Wait, that didn’t really happen, did it? Seriously?
– Ever have one of those weeks? Vince sure did, as his PPV main eventer walked out on him at the last minute, with Ultimate Warrior quitting just days before Survivor Series. Oh, and British Bulldog also quit as well. Now, this appears to be a case of “He said / he said”, because the company is claiming that both men were fired for assorted reasons.
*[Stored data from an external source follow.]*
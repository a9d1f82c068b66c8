//! Entropy-plus-frequency letter selection
//!
//! Scores every unguessed letter by information gain blended with document
//! frequency, and picks the highest-scoring one.

use super::calculator::calculate_metrics;
use crate::core::{LetterSet, Word};
use crate::solver::ScoreMap;
use rayon::prelude::*;

/// Score every unguessed letter against the candidates
///
/// The score is `entropy + weight_freq * frequency`. Letters are scored in
/// parallel; the resulting map is independent of scheduling. Returns an empty
/// map when there are no candidates or no unguessed letters.
///
/// # Examples
/// ```
/// use hangman_solver::core::{LetterSet, Word};
/// use hangman_solver::solver::entropy::score_letters;
///
/// let candidates = vec![Word::new("cat").unwrap(), Word::new("car").unwrap()];
/// let candidate_refs: Vec<&Word> = candidates.iter().collect();
/// let guessed = LetterSet::parse("a").unwrap();
///
/// let scores = score_letters(&candidate_refs, guessed, 0.5);
/// assert_eq!(scores.len(), 25);
/// assert_eq!(scores.get(b'a'), None);
/// assert!(scores.get(b'c').unwrap() > scores.get(b'z').unwrap());
/// ```
#[must_use]
pub fn score_letters(candidates: &[&Word], guessed: LetterSet, weight_freq: f64) -> ScoreMap {
    if candidates.is_empty() {
        return ScoreMap::new();
    }

    let letters: Vec<u8> = guessed.complement().iter().collect();

    letters
        .par_iter()
        .map(|&letter| {
            let metrics = calculate_metrics(letter, candidates, weight_freq);
            (letter, metrics.combined)
        })
        .collect::<Vec<_>>()
        .into_iter()
        .collect()
}

/// Select the best letter by maximizing the blended score
///
/// Returns the letter and its score, or `None` if there are no candidates or
/// every letter has been guessed. Ties go to the alphabetically first letter.
#[must_use]
pub fn select_best_letter(
    candidates: &[&Word],
    guessed: LetterSet,
    weight_freq: f64,
) -> Option<(u8, f64)> {
    score_letters(candidates, guessed, weight_freq).best()
}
– First up, the Warrior deal. Warrior was pretty much expected to flake out and leave once Bret Hart got the WWF title. In fact, original plan was to jettison Warrior completely at that point and go with Bret Hart & Randy Savage as the tag team for the PPV, but they had sunk so much into advertising that they pretty much had to ride or die with Warrior in the spot. Regardless, the company was still planning on Warrior being around, and was already planning out a house show main event run with Nailz. (I think those shows would have set a record by actually having more people demand refunds than actually bought tickets, resulting in a negative gate.) Warrior is planning on “merchandising himself” for the time being, although he was heavily figured into being Plan A for the main event of Wrestlemania IX and now that’s obviously out the window completely. (It’s becoming apparent that the original plan around Summerslam time was for Flair to hold the title until 1993, with Warrior winning it either at the Rumble or WM itself, and then the ear injury and everything else just completely trashed all plans.)
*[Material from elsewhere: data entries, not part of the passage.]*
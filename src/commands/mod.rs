//! Command implementations

pub mod analyze;
pub mod solve;
pub mod suggest;

pub use analyze::{AnalysisResult, LetterAnalysis, analyze_state};
pub use solve::{GuessStep, SolveConfig, SolveResult, solve_word};
pub use suggest::{SuggestResult, parse_state, suggest};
– Bulldog, meanwhile, will head to All Japan. The firing/quitting/whatevering was said to be because Bulldog thought of himself as “The Hulk Hogan of Europe” and demanded to be treated as such. Counterpoint from Dave: He was probably right. Regardless, he’ll probably be back at some point in the future because that’s what he does.
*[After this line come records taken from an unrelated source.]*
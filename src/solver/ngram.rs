//! Letter n-gram statistics
//!
//! Unigram probabilities plus bigram/trigram counts over a corpus, with the
//! marginal sums needed for smoothed conditional probabilities. Built once per
//! corpus in a single pass and read-only afterwards.

use crate::core::{ALPHABET_SIZE, LetterSet, Word, letter_index};
use rustc_hash::FxHashMap;

/// Letter statistics derived from a corpus
#[derive(Debug, Clone, Default, PartialEq)]
pub struct NgramStats {
    unigram_counts: [u64; ALPHABET_SIZE],
    total_letters: u64,
    bigram: FxHashMap<(u8, u8), u64>,
    trigram: FxHashMap<(u8, u8, u8), u64>,
    bigram_next_sum: [u64; ALPHABET_SIZE],
    bigram_prev_sum: [u64; ALPHABET_SIZE],
    trigram_lr_sum: FxHashMap<(u8, u8), u64>,
}

impl NgramStats {
    /// Build statistics from an ordered list of words
    ///
    /// Deterministic: the same words always produce identical statistics.
    ///
    /// # Examples
    /// ```
    /// use hangman_solver::corpus::loader::words_from_slice;
    /// use hangman_solver::solver::NgramStats;
    ///
    /// let words = words_from_slice(&["cat", "car"]);
    /// let stats = NgramStats::build(&words);
    ///
    /// assert_eq!(stats.bigram_count(b'c', b'a'), 2);
    /// assert_eq!(stats.trigram_count(b'c', b'a', b't'), 1);
    /// assert!((stats.unigram_probability(b'a').unwrap() - 2.0 / 6.0).abs() < 1e-12);
    /// ```
    #[must_use]
    pub fn build(words: &[Word]) -> Self {
        let mut stats = Self::default();

        for word in words {
            let bytes = word.bytes();
            for (i, &c) in bytes.iter().enumerate() {
                if let Some(idx) = letter_index(c) {
                    stats.unigram_counts[idx] += 1;
                    stats.total_letters += 1;
                }
                if i > 0 {
                    *stats.bigram.entry((bytes[i - 1], c)).or_insert(0) += 1;
                }
                if i > 1 {
                    *stats
                        .trigram
                        .entry((bytes[i - 2], bytes[i - 1], c))
                        .or_insert(0) += 1;
                }
            }
        }

        // Marginals are exact aggregates of the count tables
        for (&(a, b), &count) in &stats.bigram {
            if let Some(i) = letter_index(a) {
                stats.bigram_next_sum[i] += count;
            }
            if let Some(i) = letter_index(b) {
                stats.bigram_prev_sum[i] += count;
            }
        }
        for (&(a, _, c), &count) in &stats.trigram {
            *stats.trigram_lr_sum.entry((a, c)).or_insert(0) += count;
        }

        log::debug!(
            "built n-gram stats from {} words: {} letters, {} bigrams, {} trigrams",
            words.len(),
            stats.total_letters,
            stats.bigram.len(),
            stats.trigram.len()
        );

        stats
    }

    /// True when no letters were observed (e.g. built from an empty corpus)
    #[must_use]
    pub const fn is_empty(&self) -> bool {
        self.total_letters == 0
    }

    /// Total number of letters observed
    #[must_use]
    pub const fn total_letters(&self) -> u64 {
        self.total_letters
    }

    /// Probability of `letter` among all observed letters
    ///
    /// Returns `None` if the letter was never observed.
    #[must_use]
    pub fn unigram_probability(&self, letter: u8) -> Option<f64> {
        let count = letter_index(letter).map_or(0, |i| self.unigram_counts[i]);
        (count > 0).then(|| count as f64 / self.total_letters as f64)
    }

    /// Letters observed at least once
    #[must_use]
    pub fn observed_letters(&self) -> LetterSet {
        (b'a'..=b'z')
            .filter(|&letter| self.unigram_probability(letter).is_some())
            .collect()
    }

    #[must_use]
    pub fn bigram_count(&self, first: u8, second: u8) -> u64 {
        self.bigram.get(&(first, second)).copied().unwrap_or(0)
    }

    #[must_use]
    pub fn trigram_count(&self, first: u8, middle: u8, last: u8) -> u64 {
        self.trigram
            .get(&(first, middle, last))
            .copied()
            .unwrap_or(0)
    }

    /// Total bigram occurrences where `letter` is the first member
    #[must_use]
    pub fn bigram_next_sum(&self, letter: u8) -> u64 {
        letter_index(letter).map_or(0, |i| self.bigram_next_sum[i])
    }

    /// Total bigram occurrences where `letter` is the second member
    #[must_use]
    pub fn bigram_prev_sum(&self, letter: u8) -> u64 {
        letter_index(letter).map_or(0, |i| self.bigram_prev_sum[i])
    }

    /// Total trigram occurrences with `first` and `last` around any middle letter
    #[must_use]
    pub fn trigram_lr_sum(&self, first: u8, last: u8) -> u64 {
        self.trigram_lr_sum
            .get(&(first, last))
            .copied()
            .unwrap_or(0)
    }
}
– Warrior, on the other hand, is pretty much done in the US. He’s unlikely to agree to the insane contract demands that WCW would insist on, and Vince has now been burned twice by him and would be unlikely to take him back. (But clearly we know Vince wouldn’t be fooled a THIRD time by him…) Plus Warrior doesn’t own his name and couldn’t be Ultimate Warrior. (Unless, and this is just a crazy notion…he legally changed his name to…NAH, that’s silly.)
– Bulldog, on the other hand, could be a big acquisition for WCW, especially with their ambitions about touring Europe, and as a bonus he’s not horrible in the ring.
– Now for the elephant in the room: Both Warrior and Bulldog conspicuously started getting smaller once steroid testing began. In fact, during the past few months Titan has lost the LOD, Hogan, Warlord, Barbarian, Sid, Bulldog and Warrior. All these people have a body type in common and all are gone for various reasons. So after all of Vince’s bluster about how they’re not changing who they push and why, suddenly Bret Hart and Shawn Michaels are near the top of the promotion with “normal” physiques. And since you have push SOMEONE, it’s either push by ability or just throw darts at a board and push whoever the dart hits.
(Just think, we’ve got MONTHS of this yet to come!)
– Back to the Bret Hart deal, as thus far there’s little indication that he can draw on top, and business is still in the dumpster. But for the time being he’s only defended against guys like Mountie or Rick Martel, so it’s not exactly Flair or Savage in there against him. This probably won’t bode well for the buyrate of the PPV. (You ain’t kidding!)
– Also, the desperation angle that turned Curt Hennig babyface was another of the lowest rated episodes of Prime Time ever, so it’s not like there’s millions of eyeballs on the product paying to see that particular main event. And Flair’s doctor told him to take six weeks off…three weeks ago. So that’s a question.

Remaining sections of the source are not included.